The lines needed are those below that contain the word "push"; copy each one.

- Opening Delimiter -

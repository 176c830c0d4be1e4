//! Histogram with density overlay, and box plots.

use super::ChartRenderer;
use super::style::{
    FONT, category_labels, category_upper, padded_range, render_svg, series_color,
};
use crate::error::Result;
use crate::loader::Table;
use crate::stats::descriptive::{quantile, sample_std};
use crate::types::{ChartKind, ChartOutcome};
use crate::utils::{sanitize_file_component, truncate_label};
use plotters::prelude::*;
use std::f64::consts::PI;

const KDE_POINTS: usize = 200;

#[derive(Debug, Clone, PartialEq)]
pub(crate) struct Bin {
    pub start: f64,
    pub end: f64,
    pub count: usize,
}

/// Equal-width bins over `[min, max]`; the last bin is closed.
pub(crate) fn histogram_bins(values: &[f64], bins: usize) -> Vec<Bin> {
    let Some(min) = values.iter().copied().reduce(f64::min) else {
        return Vec::new();
    };
    let max = values.iter().copied().fold(min, f64::max);
    if min == max {
        return vec![Bin {
            start: min - 0.5,
            end: max + 0.5,
            count: values.len(),
        }];
    }

    let bins = bins.max(1);
    let width = (max - min) / bins as f64;
    let mut counts = vec![0usize; bins];
    for v in values {
        let idx = (((v - min) / width) as usize).min(bins - 1);
        counts[idx] += 1;
    }

    counts
        .into_iter()
        .enumerate()
        .map(|(i, count)| Bin {
            start: min + width * i as f64,
            end: min + width * (i + 1) as f64,
            count,
        })
        .collect()
}

/// Gaussian KDE with bandwidth `std * n^-0.2`, scaled by `scale`.
///
/// `None` for fewer than two values or zero spread.
pub(crate) fn kde_curve(values: &[f64], lo: f64, hi: f64, scale: f64) -> Option<Vec<(f64, f64)>> {
    let std = sample_std(values)?;
    if std == 0.0 {
        return None;
    }
    let n = values.len() as f64;
    let bandwidth = std * n.powf(-0.2);
    let norm = 1.0 / (n * bandwidth * (2.0 * PI).sqrt());
    let step = (hi - lo) / (KDE_POINTS - 1) as f64;

    let curve = (0..KDE_POINTS)
        .map(|i| {
            let x = lo + step * i as f64;
            let density: f64 = values
                .iter()
                .map(|v| (-0.5 * ((x - v) / bandwidth).powi(2)).exp())
                .sum::<f64>()
                * norm;
            (x, density * scale)
        })
        .collect();
    Some(curve)
}

/// Five-number summary for one box.
#[derive(Debug, Clone, PartialEq)]
pub(crate) struct BoxSummary {
    pub q1: f64,
    pub median: f64,
    pub q3: f64,
    pub whisker_low: f64,
    pub whisker_high: f64,
    pub outliers: Vec<f64>,
}

/// Box statistics; whiskers stop at the last values inside the IQR fences.
pub(crate) fn box_summary(values: &[f64], multiplier: f64) -> Option<BoxSummary> {
    let mut sorted = values.to_vec();
    sorted.sort_by(f64::total_cmp);
    let q1 = quantile(&sorted, 0.25)?;
    let median = quantile(&sorted, 0.5)?;
    let q3 = quantile(&sorted, 0.75)?;
    let iqr = q3 - q1;
    let lower = q1 - multiplier * iqr;
    let upper = q3 + multiplier * iqr;

    let inside = || sorted.iter().copied().filter(|v| *v >= lower && *v <= upper);
    Some(BoxSummary {
        q1,
        median,
        q3,
        whisker_low: inside().next().unwrap_or(q1),
        whisker_high: inside().last().unwrap_or(q3),
        outliers: values
            .iter()
            .copied()
            .filter(|v| *v < lower || *v > upper)
            .collect(),
    })
}

impl ChartRenderer<'_> {
    /// Histogram of a numeric column with a KDE overlay.
    pub fn histogram(&self, table: &Table, column: &str) -> Result<ChartOutcome> {
        let values: Vec<f64> = table.numeric_values(column)?.into_iter().flatten().collect();
        let path = self.chart_path(&format!("hist_{}", sanitize_file_component(column)));
        let title = format!("Distribution of {}", column);
        let columns = vec![column.to_string()];

        if values.len() < 2 {
            return self.placeholder(
                ChartKind::Histogram,
                columns,
                path,
                &title,
                "fewer than two non-missing values",
            );
        }

        let bins = histogram_bins(&values, self.config.histogram_bins);
        let lo = bins.first().map_or(0.0, |b| b.start);
        let hi = bins.last().map_or(1.0, |b| b.end);
        let bin_width = bins.first().map_or(1.0, |b| b.end - b.start);
        let curve = kde_curve(&values, lo, hi, values.len() as f64 * bin_width);
        let note = curve
            .is_none()
            .then(|| "zero variance; density curve omitted".to_string());

        let peak = bins.iter().map(|b| b.count as f64).fold(0.0, f64::max);
        let curve_peak = curve
            .iter()
            .flatten()
            .map(|(_, y)| *y)
            .fold(0.0, f64::max);
        let y_max = peak.max(curve_peak) * 1.1;

        render_svg(&path, self.size(), |root| {
            let mut chart = ChartBuilder::on(root)
                .caption(&title, (FONT, 24))
                .margin(16)
                .x_label_area_size(40)
                .y_label_area_size(56)
                .build_cartesian_2d(lo..hi, 0f64..y_max)?;
            chart
                .configure_mesh()
                .x_desc(column)
                .y_desc("Count")
                .draw()?;

            let fill = series_color(0).mix(0.6).filled();
            chart.draw_series(
                bins.iter()
                    .map(|b| Rectangle::new([(b.start, 0.0), (b.end, b.count as f64)], fill)),
            )?;
            if let Some(curve) = &curve {
                chart.draw_series(LineSeries::new(
                    curve.iter().copied(),
                    series_color(3).stroke_width(2),
                ))?;
            }
            Ok(())
        })?;

        Ok(self.rendered(ChartKind::Histogram, columns, path, note))
    }

    /// Box plot of a numeric column, optionally one box per group value.
    pub fn box_plot(&self, table: &Table, column: &str, group: Option<&str>) -> Result<ChartOutcome> {
        let values = table.numeric_values(column)?;
        let (stem, title, columns) = match group {
            Some(g) => (
                format!(
                    "box_{}_by_{}",
                    sanitize_file_component(column),
                    sanitize_file_component(g)
                ),
                format!("{} by {}", column, g),
                vec![column.to_string(), g.to_string()],
            ),
            None => (
                format!("box_{}", sanitize_file_component(column)),
                format!("Box plot of {}", column),
                vec![column.to_string()],
            ),
        };
        let path = self.chart_path(&stem);

        let groups: Vec<(String, Vec<f64>)> = match group {
            Some(g) => {
                let labels = table.string_values(g)?;
                let mut groups: Vec<(String, Vec<f64>)> = Vec::new();
                for (label, value) in labels.into_iter().zip(values) {
                    let (Some(label), Some(value)) = (label, value) else {
                        continue;
                    };
                    match groups.iter_mut().find(|(name, _)| *name == label) {
                        Some((_, bucket)) => bucket.push(value),
                        None => groups.push((label, vec![value])),
                    }
                }
                groups
            }
            None => vec![(column.to_string(), values.into_iter().flatten().collect())],
        };

        if let Some(g) = group
            && groups.len() > self.config.stacked_max_categories
        {
            return Ok(self.not_applicable(
                ChartKind::Box,
                format!(
                    "group column '{}' has {} categories (max {})",
                    g,
                    groups.len(),
                    self.config.stacked_max_categories
                ),
            ));
        }

        let summaries: Vec<(String, BoxSummary)> = groups
            .iter()
            .filter_map(|(name, vals)| {
                box_summary(vals, self.config.iqr_multiplier).map(|s| (truncate_label(name, 18), s))
            })
            .collect();
        if summaries.is_empty() {
            return self.placeholder(ChartKind::Box, columns, path, &title, "no non-missing values");
        }

        let all = groups.iter().flat_map(|(_, v)| v.iter().copied());
        let (min, max) = all.fold((f64::INFINITY, f64::NEG_INFINITY), |(lo, hi), v| {
            (lo.min(v), hi.max(v))
        });
        let (y_lo, y_hi) = padded_range(min, max);
        let names: Vec<String> = summaries.iter().map(|(n, _)| n.clone()).collect();
        let upper = category_upper(names.len());

        render_svg(&path, self.size(), |root| {
            let labels = category_labels(&names);
            let mut chart = ChartBuilder::on(root)
                .caption(&title, (FONT, 24))
                .margin(16)
                .x_label_area_size(48)
                .y_label_area_size(56)
                .build_cartesian_2d((0u32..upper).into_segmented(), y_lo..y_hi)?;
            chart
                .configure_mesh()
                .disable_x_mesh()
                .x_labels(names.len() + 1)
                .x_label_formatter(&labels)
                .y_desc(column)
                .draw()?;

            let (plot_width, _) = chart.plotting_area().dim_in_pixel();
            let inset = (plot_width / (names.len() as u32 + 1) / 5).max(2);

            for (i, (_, s)) in summaries.iter().enumerate() {
                let idx = i as u32;
                let color = series_color(i);
                let left = |y: f64| (SegmentValue::Exact(idx), y);
                let right = |y: f64| (SegmentValue::Exact(idx + 1), y);
                let center = |y: f64| (SegmentValue::CenterOf(idx), y);

                let mut body = Rectangle::new([left(s.q1), right(s.q3)], color.mix(0.35).filled());
                body.set_margin(0, 0, inset, inset);
                let mut outline = Rectangle::new([left(s.q1), right(s.q3)], color.stroke_width(2));
                outline.set_margin(0, 0, inset, inset);
                let mut median = Rectangle::new([left(s.median), right(s.median)], BLACK.stroke_width(2));
                median.set_margin(0, 0, inset, inset);
                chart.draw_series([body, outline, median])?;

                chart.draw_series([
                    PathElement::new(vec![center(s.q3), center(s.whisker_high)], color),
                    PathElement::new(vec![center(s.q1), center(s.whisker_low)], color),
                ])?;

                let cap_inset = inset * 2;
                let mut caps = [
                    Rectangle::new([left(s.whisker_high), right(s.whisker_high)], color),
                    Rectangle::new([left(s.whisker_low), right(s.whisker_low)], color),
                ];
                for cap in &mut caps {
                    cap.set_margin(0, 0, cap_inset, cap_inset);
                }
                chart.draw_series(caps)?;

                chart.draw_series(
                    s.outliers
                        .iter()
                        .map(|v| Circle::new(center(*v), 3, color.filled())),
                )?;
            }
            Ok(())
        })?;

        Ok(self.rendered(ChartKind::Box, columns, path, None))
    }
}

- Closing Delimiter -

### [FINAL ANSWER]
                        Some((_, bucket)) => bucket.push(value),
                        None => groups.push((label, vec![value])),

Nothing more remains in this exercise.